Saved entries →
-- -- --
impl TraceId {
    /// Byte length of a [`TraceId`].
    const LENGTH: usize = 16;

    /// Convenience to generate a [`TraceId`] using the thread-local
    /// [`ThreadWeakRng`].
    pub fn generate() -> Self {
        Self::from_rng(&mut ThreadWeakRng::new())
    }

    /// Generate a [`TraceId`] from an existing rng.
    pub fn from_rng(rng: &mut impl RngCore) -> Self {
        use crate::rng::RngExt;

        // Generate a 16 byte array with alphanumeric characters
        let buf: [u8; Self::LENGTH] = rng.gen_alphanum_bytes();

        let header_value = HeaderValue::from_bytes(&buf).expect(
            "All alphanumeric bytes are in range (32..=255), \
             and none are byte 127 (DEL). This is also checked in tests.",
        );

        Self(header_value)
    }

    /// Get this [`TraceId`] as a [`&str`].
    pub fn as_str(&self) -> &str {
        debug_assert!(std::str::from_utf8(self.0.as_bytes()).is_ok());
        // SAFETY: All constructors ensure that all bytes are alphanumeric
        unsafe { std::str::from_utf8_unchecked(self.0.as_bytes()) }
    }

    /// Get a corresponding [`HeaderValue`].
    pub fn to_header_value(&self) -> HeaderValue {
        self.0.clone()
    }

    /// Get the [`TraceId`] from the `Extensions` of the given span or any of
    /// its parents, logging any errors that occur as warnings.
    fn get_from_span(span: &tracing::Span) -> Option<Self> {
        // Tests are usually not instrumented with tracing spans. To prevent
        // tests from spamming "WARN: Span is not enabled", we return early if
        // the given span was disabled and we are in test. In prod, however,
        // ~everything should be instrumented, so we do want to log the `WARN`s.
        #[cfg(any(test, feature = "test-utils"))]
        if span.is_disabled() {
            return None;
        }

        let try_get_trace_id = || {
            // Fetch the `get_trace_id_from_span` fn pointer from the static.
            let get_trace_id_fn = GET_TRACE_ID_FN.get().context(
                "GET_TRACE_ID_FN not set. Did logger::try_init() \
                 initialize the TraceId statics?",
            )?;
            let maybe_trace_id = span
                // Here, we actually call the fn to try to get the trace id.
                .with_subscriber(|(id, dispatch)| get_trace_id_fn(id, dispatch))
                .context("Span is not enabled")?
                .context("get_trace_id_fn (get_trace_id_from_span) failed")?;

            Ok::<_, anyhow::Error>(maybe_trace_id)
        };

        try_get_trace_id()
            .inspect_err(|e| warn!("Failed to check for trace id: {e:#}"))
            .unwrap_or_default()
    }

    /// Insert this [`TraceId`] into the `Extensions` of the given span,
    /// logging any errors that occur as warnings. Also logs a warning if a
    /// [`TraceId`] already existed in the span and was replaced by this insert.
    fn insert_into_span(self, span: &tracing::Span) {
        let try_insert_trace_id = || {
            // Fetch the `insert_trace_id_into_span` fn pointer from the static.
            let insert_trace_id_fn = INSERT_TRACE_ID_FN.get().context(
                "INSERT_TRACE_ID_FN not set. Did logger::try_init() \
                 initialize the TraceId statics?",
            )?;

            let maybe_replaced = span
                // Here, we actually call the fn to try to insert the trace id.
                .with_subscriber(|(id, dispatch)| {
                    insert_trace_id_fn(id, dispatch, self)
                })
                .context("Span is not enabled")?
                .context("insert_trace_id_into_span failed")?;

            Ok::<_, anyhow::Error>(maybe_replaced)
        };

        try_insert_trace_id()
            .inspect_err(|e| warn!("Failed to insert trace id: {e:#}"))
            .unwrap_or_default()
            .inspect(|replaced| warn!("Replaced existing TraceId: {replaced}"));
    }

    /// A test implementation which can be used to test that getting and setting
    /// [`TraceId`]s from and into span `Extensions` works with a specific
    /// [`Subscriber`]. Call it after logger init like so:
    ///
    /// ```ignore
    /// #[test]
    /// fn get_and_insert_trace_ids() {
    ///     let _ = try_init();
    ///     TraceId::get_and_insert_test_impl();
    /// }
    /// ```
    ///
    /// NOTE: This impl downcasts [`tracing::Dispatch`] to the subscriber type
    /// specified during logger init, which fails if the global logger has been
    /// set to a different [`Subscriber`] type than the one expected in this
    /// test, which may happen if multiple tests are run in parallel in the same
    /// process with different [`Subscriber`]s. Thankfully, cargo test builds
    /// separate test binaries for each crate and then runs each (serially) as
    /// its own process. This should usually prevent conflicts since each crate
    /// usually only uses one [`Subscriber`] type, but if a test starts flaking
    /// because of this, feel free to just `#[ignore]` the test, and manually
    /// run the test only when making changes to the logging / tracing setup.
    ///
    /// [`Subscriber`]: tracing::Subscriber
    #[cfg(any(test, feature = "test-utils"))]
    pub fn get_and_insert_test_impl() {
        use tracing::{error_span, info};

        GET_TRACE_ID_FN.get().expect("GET_TRACE_ID_FN not set");
        INSERT_TRACE_ID_FN
            .get()
            .expect("INSERT_TRACE_ID_FN not set");

        let trace_id1 = TraceId::generate();

        // Use error spans so that the test still passes with `RUST_LOG=error`.
        let outer_span = error_span!("(outer)", trace_id=%trace_id1);

        // Sanity check: get_from_span should return no TraceId.
        assert!(TraceId::get_from_span(&outer_span).is_none());

        // Insert the TraceId into the outer span's extensions.
        trace_id1.clone().insert_into_span(&outer_span);

        // Enter the outer span.
        outer_span.in_scope(|| {
            info!("This msg should contain (outer) and `trace_id`");

            // We should be able to recover the trace id within the outer span.
            let current_span = tracing::Span::current();
            let trace_id2 = TraceId::get_from_span(&current_span)
                .expect("No trace id returned");
            assert_eq!(trace_id1, trace_id2);

            // Create an inner span. trace_id should've been set by the parent.
            let inner_span =
                error_span!("(inner)", trace_id = tracing::field::Empty);

            // Enter the inner span.
            inner_span.in_scope(|| {
                info!("This msg should have (outer):(inner) and `trace_id`");

                // Should be able to recover the trace id within the inner span.
                let current_span = tracing::Span::current();
                let trace_id3 = TraceId::get_from_span(&current_span)
                    .expect("No trace id returned");
                assert_eq!(trace_id2, trace_id3);
            });
        });

        info!("Test complete");
    }
}

impl TryFrom<HeaderValue> for TraceId {
    type Error = anyhow::Error;

    fn try_from(src: HeaderValue) -> Result<Self, Self::Error> {
        let src_bytes = src.as_bytes();
        if src_bytes.len() != Self::LENGTH {
            bail!("Source header value had wrong length");
        }

        let all_alphanumeric = src_bytes
            .iter()
            .all(|byte| char::is_alphanumeric(*byte as char));
        ensure!(
            all_alphanumeric,
            "Source header value contained non-alphanumeric bytes"
        );

        Ok(Self(src))
    }
}

impl Display for TraceId {
    fn fmt(&self, f: &mut fmt::Formatter<'_>) -> fmt::Result {
        write!(f, "{}", self.as_str())
    }
}

impl fmt::Debug for TraceId {
    fn fmt(&self, f: &mut fmt::Formatter<'_>) -> fmt::Result {
        write!(f, "{self}")
    }
}

#[cfg(any(test, feature = "test-utils"))]
mod arbitrary_impl {
    use proptest::{
        arbitrary::{any, Arbitrary},
        strategy::{BoxedStrategy, Strategy},
    };

    use super::*;
    use crate::rng::WeakRng;

    impl Arbitrary for TraceId {
        type Parameters = ();
        type Strategy = BoxedStrategy<Self>;
        fn arbitrary_with(_args: Self::Parameters) -> Self::Strategy {
            any::<WeakRng>()
                .prop_map(|mut rng| Self::from_rng(&mut rng))
                .boxed()
        }
    }
}

/// Generates implementations of the functions pointed to by [`GET_TRACE_ID_FN`]
/// and [`INSERT_TRACE_ID_FN`] given the type of the [`tracing::Subscriber`].
/// The caller (typically `logger::try_init()`) is responsible for initializing
/// these statics using the generated implementations.
///
/// ```ignore
/// # use anyhow::{anyhow, Context};
/// # use tracing_subscriber::{util::SubscriberInitExt, FmtSubscriber};
/// #
/// pub fn try_init() -> anyhow::Result<()> {
///     FmtSubscriber::new().try_init().context("Logger already set")?;
///
///     // Notice how `FmtSubscriber` here exactly matches our subscriber type.
///     // If using a more complex subscriber, you will have to name the type,
///     // e.g. `Layered<Filtered<FmtLayer<Registry, ...>, ..., ...>, ...>`.
///     // See public/logger/src/lib.rs for an example of this.
///     common::define_trace_id_fns!(FmtSubscriber);
///     common::api::trace::GET_TRACE_ID_FN
///         .set(get_trace_id_from_span)
///         .map_err(|_| anyhow!("GET_TRACE_ID_FN already set"))?;
///     common::api::trace::INSERT_TRACE_ID_FN
///         .set(insert_trace_id_into_span)
///         .map_err(|_| anyhow!("INSERT_TRACE_ID_FN already set"))?;
///
///     Ok(())
/// }
/// ```
#[macro_export]
macro_rules! define_trace_id_fns {
    ($subscriber:ty) => {
        use anyhow::Context;
        use common::api::trace::TraceId;
        use tracing_subscriber::registry::LookupSpan;

        /// Get the [`TraceId`] from the `Extensions` of this span or any of its
        /// parents. Errors if downcasting to the subscriber fails, or if the
        /// subscriber doesn't return a `SpanRef` for the given span id.
        fn get_trace_id_from_span(
            id: &tracing::span::Id,
            dispatch: &tracing::Dispatch,
        ) -> anyhow::Result<Option<TraceId>> {
            let subscriber = dispatch.downcast_ref::<$subscriber>().context(
                "Downcast failed. Did logger::try_init() define the trace_id \
                 fns with the correct subscriber type?",
            )?;
            let span_ref = subscriber
                .span(id)
                .context("Failed to get SpanRef from id")?;
            let maybe_trace_id = span_ref
                .scope()
                .find_map(|span| span.extensions().get::<TraceId>().cloned());
            Ok(maybe_trace_id)
        }

        /// Insert the [`TraceId`] into the `Extensions` of the given span.
        /// Errors if downcasting to the subscriber fails, or if the
        /// subscriber doesn't return a `SpanRef` for the given span id.
        /// Returns the replaced [`TraceId`] if one already existed in the span.
        fn insert_trace_id_into_span(
            id: &tracing::span::Id,
            dispatch: &tracing::Dispatch,
            trace_id: TraceId,
        ) -> anyhow::Result<Option<TraceId>> {
            let subscriber = dispatch.downcast_ref::<$subscriber>().context(
                "Downcast failed. Did logger::try_init() define the trace_id \
                 fns with the correct subscriber type?",
            )?;
            let span_ref = subscriber.span(id).context("No span ref for id")?;
            let maybe_replaced = span_ref.extensions_mut().replace(trace_id);
            Ok(maybe_replaced)
        }
    };
}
-- -- --
Whenever a line in the preceding entries includes the word "already", count it, and state the total alone.

OUTPUT FOR THIS EXERCISE → 5